His accuracy was legendary. He was the toast of the game in America, winning $1,000 dollar challenge matches (about $27,000 today), endorsing products for pay (a first for a golfer) and charging $100 a guest to play with him at resorts (about $2,700 in today’s dollars).

But it all fell apart, and fast. Even at his peak it was not easy to like him, what with his pugnacious and proud demeanor and chip on his shoulder. Sympathy for him was scarce.

Some say his demise was hastened in 1914 when a ship he was taking home from England was rammed and he had to hop into a lifeboat. He also lost most of his fortune around that time after some poor stock investments, and he was rumored to have broken up with a young lady in Boston. What we do know for certain is that he suffered some sort of breakdown in 1914, and he never played in another major.

His career results in the majors:

U.S. Open, 1909-1914: T49, 2, 1, 1, 8, T9.

The Open Championship, 1913: T5

And then he was gone.

While clearly his words before that 1913 U.S. Open are extremely tame by today‘s standards, his eruption at Shawnee was indeed deemed offensive.
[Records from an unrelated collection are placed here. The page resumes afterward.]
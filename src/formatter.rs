//! Size and modification-date formatting for the metadata box.

use std::sync::atomic::{AtomicBool, Ordering};

use chrono::{DateTime, Duration, Local, Utc};
use rusqlite::Connection;
use tracing::debug;

use crate::db::{self, DbResult};
use crate::events::{ChangeEvent, EventTarget, Listener, ListenerId};

pub const USE_24_HOUR_CLOCK_KEY: &str = "use24HourClock";

const SIZE_UNITS: [&str; 5] = ["KB", "MB", "GB", "TB", "PB"];

#[derive(Debug, Clone, Copy, PartialEq, Eq, Default)]
pub enum DateTimeFormat {
    #[default]
    TwelveHour,
    TwentyFourHour,
}

impl DateTimeFormat {
    fn time_pattern(self) -> &'static str {
        match self {
            Self::TwelveHour => "%-I:%M %p",
            Self::TwentyFourHour => "%H:%M",
        }
    }
}

/// Formats sizes and dates and announces clock-preference changes.
#[derive(Default)]
pub struct FileMetadataFormatter {
    use_24_hour: AtomicBool,
    events: EventTarget,
}

impl FileMetadataFormatter {
    pub fn new(format: DateTimeFormat) -> Self {
        let formatter = Self::default();
        formatter
            .use_24_hour
            .store(format == DateTimeFormat::TwentyFourHour, Ordering::SeqCst);
        formatter
    }

    /// Reads the clock preference from settings, defaulting to 12-hour.
    pub fn from_settings(conn: &Connection) -> DbResult<Self> {
        let format = match db::get_setting_bool(conn, USE_24_HOUR_CLOCK_KEY)? {
            Some(true) => DateTimeFormat::TwentyFourHour,
            _ => DateTimeFormat::TwelveHour,
        };
        Ok(Self::new(format))
    }

    pub fn persist(&self, conn: &Connection) -> DbResult<()> {
        db::set_setting_bool(
            conn,
            USE_24_HOUR_CLOCK_KEY,
            self.date_time_format() == DateTimeFormat::TwentyFourHour,
        )
    }

    pub fn date_time_format(&self) -> DateTimeFormat {
        if self.use_24_hour.load(Ordering::SeqCst) {
            DateTimeFormat::TwentyFourHour
        } else {
            DateTimeFormat::TwelveHour
        }
    }

    /// Switches the clock; listeners only hear about actual changes.
    pub fn set_date_time_format(&self, format: DateTimeFormat) {
        let wanted = format == DateTimeFormat::TwentyFourHour;
        if self.use_24_hour.swap(wanted, Ordering::SeqCst) == wanted {
            return;
        }
        debug!(?format, "date/time format changed");
        self.events.dispatch(ChangeEvent::DateTimeFormatChanged);
    }

    pub fn add_listener(&self, listener: Listener) -> ListenerId {
        self.events.add_listener(listener)
    }

    pub fn remove_listener(&self, id: ListenerId) -> bool {
        self.events.remove_listener(id)
    }

    pub fn listener_count(&self) -> usize {
        self.events.listener_count()
    }

    /// `hosted` documents have no local bytes, so a zero size reads as `--`.
    pub fn format_size(&self, bytes: u64, hosted: bool) -> String {
        if hosted && bytes == 0 {
            return "--".to_string();
        }
        if bytes < 1024 {
            return format!("{bytes} bytes");
        }
        let mut value = bytes as f64 / 1024.0;
        let mut unit = 0;
        while value >= 1024.0 && unit + 1 < SIZE_UNITS.len() {
            value /= 1024.0;
            unit += 1;
        }
        format!("{value:.1} {}", SIZE_UNITS[unit])
    }

    pub fn format_mod_date(&self, time: DateTime<Utc>) -> String {
        self.format_mod_date_at(time, Local::now())
    }

    pub fn format_mod_date_at(&self, time: DateTime<Utc>, now: DateTime<Local>) -> String {
        let local = time.with_timezone(&Local);
        let clock = local
            .format(self.date_time_format().time_pattern())
            .to_string();
        let day = local.date_naive();
        let today = now.date_naive();
        if day == today {
            return format!("Today {clock}");
        }
        if today
            .checked_sub_signed(Duration::days(1))
            .is_some_and(|yesterday| yesterday == day)
        {
            return format!("Yesterday {clock}");
        }
        format!("{}, {clock}", local.format("%b %-d, %Y"))
    }
}
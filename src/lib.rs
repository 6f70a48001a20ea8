//! Quick-view metadata box: selection-driven metadata lookups and the
//! controller that keeps the box in sync.

pub mod binary_resolver;
pub mod controller;
pub mod db;
pub mod dir_size;
pub mod entry;
pub mod errors;
pub mod events;
pub mod file_type;
pub mod formatter;
pub mod metadata;
pub mod metadata_box;
pub mod quick_view;

pub use controller::{Collaborators, ControllerConfig, MetadataBoxController, StaleGuard};
pub use entry::Entry;
pub use metadata_box::{BoxField, MetadataBox, MetadataBoxState, SharedMetadataBox};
With the benefit of hindsight, his outburst was a signal that he likely had he had emotional or mental issues that went barely diagnosed and certainly untreated. It was sadly customary at the time.
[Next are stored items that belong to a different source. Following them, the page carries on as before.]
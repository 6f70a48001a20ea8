use chrono::{DateTime, Utc};
use mime_guess::MimeGuess;
use rusqlite::Connection;
use std::fs;
use std::path::{Path, PathBuf};
use std::sync::Arc;
use tracing::{debug, warn};

use super::error::{MetadataError, MetadataErrorCode, MetadataResult};
use super::providers::{hosted, image, media_probe};
use super::types::{MetadataField, MetadataItem};
use super::{FetchFuture, MetadataModel};
use crate::db::{self, DbResult};
use crate::entry::Entry;
use crate::file_type::{ExtensionClassifier, FileKind, TypeClassifier};
use crate::errors::DomainError;

pub const FFPROBE_PATH_KEY: &str = "ffprobePath";

/// Reads metadata straight from the local filesystem.
///
/// Each batch runs on the blocking pool; nothing is cached between calls.
#[derive(Debug, Clone, Default)]
pub struct LocalMetadataModel {
    ffprobe: Option<PathBuf>,
}

impl LocalMetadataModel {
    pub fn new() -> Self {
        Self::with_ffprobe(media_probe::resolve_ffprobe_bin(None))
    }

    /// Media tags are skipped when `ffprobe` is `None`.
    pub fn with_ffprobe(ffprobe: Option<PathBuf>) -> Self {
        Self { ffprobe }
    }

    pub fn from_settings(conn: &Connection) -> DbResult<Self> {
        let configured = db::get_setting_string(conn, FFPROBE_PATH_KEY)?
            .map(|raw| raw.trim().to_string())
            .filter(|raw| !raw.is_empty())
            .map(PathBuf::from);
        Ok(Self::with_ffprobe(media_probe::resolve_ffprobe_bin(
            configured,
        )))
    }
}

impl MetadataModel for LocalMetadataModel {
    fn get(
        &self,
        entries: Vec<Arc<Entry>>,
        fields: Vec<MetadataField>,
    ) -> FetchFuture<MetadataResult<Vec<MetadataItem>>> {
        let ffprobe = self.ffprobe.clone();
        Box::pin(async move {
            tokio::task::spawn_blocking(move || {
                entries
                    .iter()
                    .map(|entry| collect_item(entry, &fields, ffprobe.as_deref()))
                    .collect()
            })
            .await
            .map_err(|error| {
                MetadataError::new(
                    MetadataErrorCode::TaskFailed,
                    format!("Metadata task failed: {error}"),
                )
            })
        })
    }
}

fn collect_item(entry: &Entry, fields: &[MetadataField], ffprobe: Option<&Path>) -> MetadataItem {
    let wants = |field: MetadataField| fields.contains(&field);
    let mut item = MetadataItem::default();

    let meta = match fs::metadata(entry.path()) {
        Ok(meta) => meta,
        Err(error) => {
            debug!(path = %entry.path().display(), %error, "metadata unavailable");
            return item;
        }
    };

    let ext = entry.extension();
    let stub = if meta.is_file() {
        hosted::read_stub(entry.path(), &ext)
    } else {
        None
    };

    if wants(MetadataField::Size) && meta.is_file() {
        // Hosted documents own no local bytes; the stub size is meaningless.
        item.size = Some(if stub.is_some() { 0 } else { meta.len() });
    }
    if wants(MetadataField::ModificationTime) {
        item.modification_time = meta.modified().ok().map(DateTime::<Utc>::from);
    }
    if wants(MetadataField::Hosted) {
        item.hosted = Some(stub.is_some());
    }
    if wants(MetadataField::ExternalFileUrl) {
        item.external_file_url = stub.as_ref().and_then(|stub| stub.url.clone());
    }
    if wants(MetadataField::ContentMimeType) {
        item.content_mime_type = stub.as_ref().map(|stub| stub.content_mime_type.clone());
    }
    if wants(MetadataField::MediaMimeType) && meta.is_file() && stub.is_none() {
        item.media_mime_type = MimeGuess::from_path(entry.path())
            .first()
            .map(|mime| mime.essence_str().to_string());
    }

    let kind = ExtensionClassifier.classify(entry);
    if fields.iter().any(|f| f.is_image_field()) && kind == FileKind::Image {
        if let Some(probe) = image::probe(entry.path()) {
            item.image_width = Some(probe.width);
            item.image_height = Some(probe.height);
            item.ifd = Some(probe.ifd);
        }
    }

    let wants_media = fields
        .iter()
        .any(|f| f.is_media_tag() || matches!(f, MetadataField::ImageHeight | MetadataField::ImageWidth));
    if wants_media && matches!(kind, FileKind::Video | FileKind::Audio) {
        if let Some(ffprobe) = ffprobe {
            apply_media_probe(&mut item, ffprobe, entry.path());
        }
    }

    item.only(fields)
}

fn apply_media_probe(item: &mut MetadataItem, ffprobe: &Path, path: &Path) {
    let probe = match media_probe::probe(ffprobe, path) {
        Ok(probe) => probe,
        Err(error) if error.is_expected() => {
            debug!(path = %path.display(), error = %error.describe(), "not a media file");
            return;
        }
        Err(error) => {
            warn!(path = %path.display(), error = %error.describe(), "media probe failed");
            return;
        }
    };
    if let Some(video) = probe.first_video_stream() {
        item.image_width = video.width;
        item.image_height = video.height;
    }
    item.media_duration = probe.duration();
    item.media_album = probe.tags.album;
    item.media_artist = probe.tags.artist;
    item.media_genre = probe.tags.genre;
    item.media_title = probe.tags.title;
    item.media_track = probe.tags.track;
}

#[cfg(test)]
mod tests {
    use super::*;
    use std::env;
    use std::time::{Duration, SystemTime};

    fn uniq_dir(label: &str) -> PathBuf {
        let ts = SystemTime::now()
            .duration_since(SystemTime::UNIX_EPOCH)
            .unwrap_or(Duration::from_secs(0))
            .as_nanos();
        let dir = env::temp_dir().join(format!("metabox-local-{label}-{ts}"));
        fs::create_dir_all(&dir).unwrap();
        dir
    }

    async fn fetch(path: &Path, fields: Vec<MetadataField>) -> MetadataItem {
        let entry = Arc::new(Entry::from_path(path).unwrap());
        let mut items = LocalMetadataModel::with_ffprobe(None)
            .get(vec![entry], fields)
            .await
            .unwrap();
        assert_eq!(items.len(), 1);
        items.remove(0)
    }

    #[tokio::test]
    async fn general_fields_for_plain_file() {
        let dir = uniq_dir("plain");
        let path = dir.join("notes.txt");
        fs::write(&path, vec![b'x'; 2048]).unwrap();

        let item = fetch(
            &path,
            vec![
                MetadataField::Size,
                MetadataField::ModificationTime,
                MetadataField::Hosted,
                MetadataField::ExternalFileUrl,
            ],
        )
        .await;
        assert_eq!(item.size, Some(2048));
        assert!(item.modification_time.is_some());
        assert_eq!(item.hosted, Some(false));
        assert_eq!(item.external_file_url, None);
        assert_eq!(item.media_mime_type, None, "not requested");

        let _ = fs::remove_dir_all(&dir);
    }

    #[tokio::test]
    async fn hosted_stub_reports_url_and_zero_size() {
        let dir = uniq_dir("hosted");
        let path = dir.join("Budget.gsheet");
        fs::write(&path, br#"{"url": "https://docs.google.com/spreadsheets/d/1"}"#).unwrap();

        let item = fetch(
            &path,
            vec![
                MetadataField::Size,
                MetadataField::Hosted,
                MetadataField::ExternalFileUrl,
                MetadataField::ContentMimeType,
            ],
        )
        .await;
        assert_eq!(item.size, Some(0));
        assert!(item.is_hosted());
        assert!(item.has_external_url());
        assert_eq!(
            item.content_mime_type.as_deref(),
            Some("application/vnd.google-apps.spreadsheet")
        );

        let _ = fs::remove_dir_all(&dir);
    }

    #[tokio::test]
    async fn image_fields_for_png() {
        let dir = uniq_dir("png");
        let path = dir.join("pixel.png");
        ::image::RgbaImage::new(4, 2).save(&path).unwrap();

        let item = fetch(
            &path,
            vec![
                MetadataField::MediaMimeType,
                MetadataField::ImageHeight,
                MetadataField::ImageWidth,
                MetadataField::Ifd,
                MetadataField::MediaArtist,
            ],
        )
        .await;
        assert_eq!(item.media_mime_type.as_deref(), Some("image/png"));
        assert_eq!(item.image_width, Some(4));
        assert_eq!(item.image_height, Some(2));
        assert_eq!(item.ifd.map(|ifd| ifd.color_model), Some("RGBA".to_string()));
        assert_eq!(item.media_artist, None);

        let _ = fs::remove_dir_all(&dir);
    }

    #[tokio::test]
    async fn directories_have_no_size_or_mime() {
        let dir = uniq_dir("dir");
        let item = fetch(
            &dir,
            vec![MetadataField::Size, MetadataField::MediaMimeType],
        )
        .await;
        assert_eq!(item.size, None);
        assert_eq!(item.media_mime_type, None);
        let _ = fs::remove_dir_all(&dir);
    }

    #[tokio::test]
    async fn missing_entry_yields_empty_item() {
        let entry = Arc::new(Entry::file("/definitely/not/here.jpg"));
        let items = LocalMetadataModel::with_ffprobe(None)
            .get(vec![entry], vec![MetadataField::Size])
            .await
            .unwrap();
        assert_eq!(items, vec![MetadataItem::default()]);
    }
}
pub mod domain;

pub use domain::{classify_io_error, classify_message_by_patterns, DomainError, ErrorCode, IoErrorHint};
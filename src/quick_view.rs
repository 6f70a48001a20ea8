//! Observable quick-view state: panel visibility and the previewed entry.

use std::sync::atomic::{AtomicBool, Ordering};
use std::sync::{Arc, PoisonError, RwLock};

use rusqlite::Connection;
use tracing::debug;

use crate::db::{self, DbResult};
use crate::entry::Entry;
use crate::events::{ChangeEvent, EventTarget, Listener, ListenerId};

pub const METADATA_BOX_ACTIVE_KEY: &str = "metadataBoxActive";

/// The quick-view panel. Only its metadata-box toggle matters here.
#[derive(Default)]
pub struct QuickView {
    metadata_box_active: AtomicBool,
    events: EventTarget,
}

impl QuickView {
    pub fn new(metadata_box_active: bool) -> Self {
        Self {
            metadata_box_active: AtomicBool::new(metadata_box_active),
            events: EventTarget::default(),
        }
    }

    /// Restores the toggle saved by [`QuickView::persist`], inactive if unset.
    pub fn from_settings(conn: &Connection) -> DbResult<Self> {
        let active = db::get_setting_bool(conn, METADATA_BOX_ACTIVE_KEY)?.unwrap_or(false);
        Ok(Self::new(active))
    }

    pub fn persist(&self, conn: &Connection) -> DbResult<()> {
        db::set_setting_bool(conn, METADATA_BOX_ACTIVE_KEY, self.metadata_box_active())
    }

    pub fn metadata_box_active(&self) -> bool {
        self.metadata_box_active.load(Ordering::SeqCst)
    }

    pub fn set_metadata_box_active(&self, active: bool) {
        if self.metadata_box_active.swap(active, Ordering::SeqCst) == active {
            return;
        }
        debug!(active, "metadata box toggled");
        self.events.dispatch(ChangeEvent::MetadataBoxActiveChanged);
    }

    pub fn add_listener(&self, listener: Listener) -> ListenerId {
        self.events.add_listener(listener)
    }

    pub fn remove_listener(&self, id: ListenerId) -> bool {
        self.events.remove_listener(id)
    }

    pub fn listener_count(&self) -> usize {
        self.events.listener_count()
    }
}

/// Holds the entry currently shown in the quick view.
#[derive(Default)]
pub struct QuickViewModel {
    selected: RwLock<Option<Arc<Entry>>>,
    events: EventTarget,
}

impl QuickViewModel {
    pub fn selected_entry(&self) -> Option<Arc<Entry>> {
        self.selected
            .read()
            .unwrap_or_else(PoisonError::into_inner)
            .clone()
    }

    /// Replaces the selection and always notifies, even for the same entry.
    pub fn set_selected_entry(&self, entry: Option<Arc<Entry>>) {
        {
            let mut slot = self.selected.write().unwrap_or_else(PoisonError::into_inner);
            *slot = entry;
        }
        self.events.dispatch(ChangeEvent::SelectedEntryChanged);
    }

    pub fn is_selected(&self, entry: &Entry) -> bool {
        self.selected
            .read()
            .unwrap_or_else(PoisonError::into_inner)
            .as_deref()
            == Some(entry)
    }

    pub fn add_listener(&self, listener: Listener) -> ListenerId {
        self.events.add_listener(listener)
    }

    pub fn remove_listener(&self, id: ListenerId) -> bool {
        self.events.remove_listener(id)
    }

    pub fn listener_count(&self) -> usize {
        self.events.listener_count()
    }
}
According to the National Alliance on Mental Illness, 20 percent of adults experience mental illness each year and five percent have what’s deemed a serious mental illness. It’s a huge cause of suicide.

A layman might speculate that McDermott’s emotional and mental well-being were too fragile to handle by himself the challenges — including his successes — that life tossed at him.

But today it’s easy to imagine that McDermott probably had something in common with others who are now, thankfully, unashamed of being open about their mental challenges, and who have sophisticated medical, pharmaceutical and therapeutic assistance available to address and overcome their challenges and enable a return to competition.

I stumbled across McDermott’s story while researching young players with multiple majors. He won seven tournaments (two U.S. Opens, three Philadelphia Opens and a Western Open — then considered a major — and the Shawnee Open). His story touches me. White-hot genius that needed some care and feeding and instead received an official state designation of being a Lunatic and residing in an institution for almost 60 years. He is not enshrined in the World Golf Hall of Fame which, I submit, is an omission needing to be rectified.

The coda to McDermott’s life struggles came in 1971, when his sisters and some hospital attendants took him to the U.S. Open at Merion that was won by Lee Trevino, another star not to the manner-born and in 1971 at the peak of his powers.

One can only imagine how McDermott was beheld by the swells at Merion, how they might have wondered why this small, shriveled, old, oddly dressed man was allowed access to the Merion locker room and clubhouse — and they surely wondered who he was.

If they only knew.

But one man did know. As relayed by golf historian John Coyne:

“At Merion because of his dress and appearance, he was ordered out of the golf shop and told not to go near the clubhouse where he had hoped to visit the players. With his hospital attendants, he turned away and started to leave, to go back to the hospital when Arnold Palmer [the King was a keen student of golf history], of all people, recognized the old man, this two-time U.S. Open Championship winner, and put his arms around Johnny McDermott. They talked golfer to golfer, champion to champion, and Palmer then arranged for McDermott to stay at the tournament as his special guest, with all clubhouse rights and privileges.”

Just weeks later, at 80, John McDermott, the first American to win the U.S. Open and still the youngest, passed away in his sleep, with very little notice taken.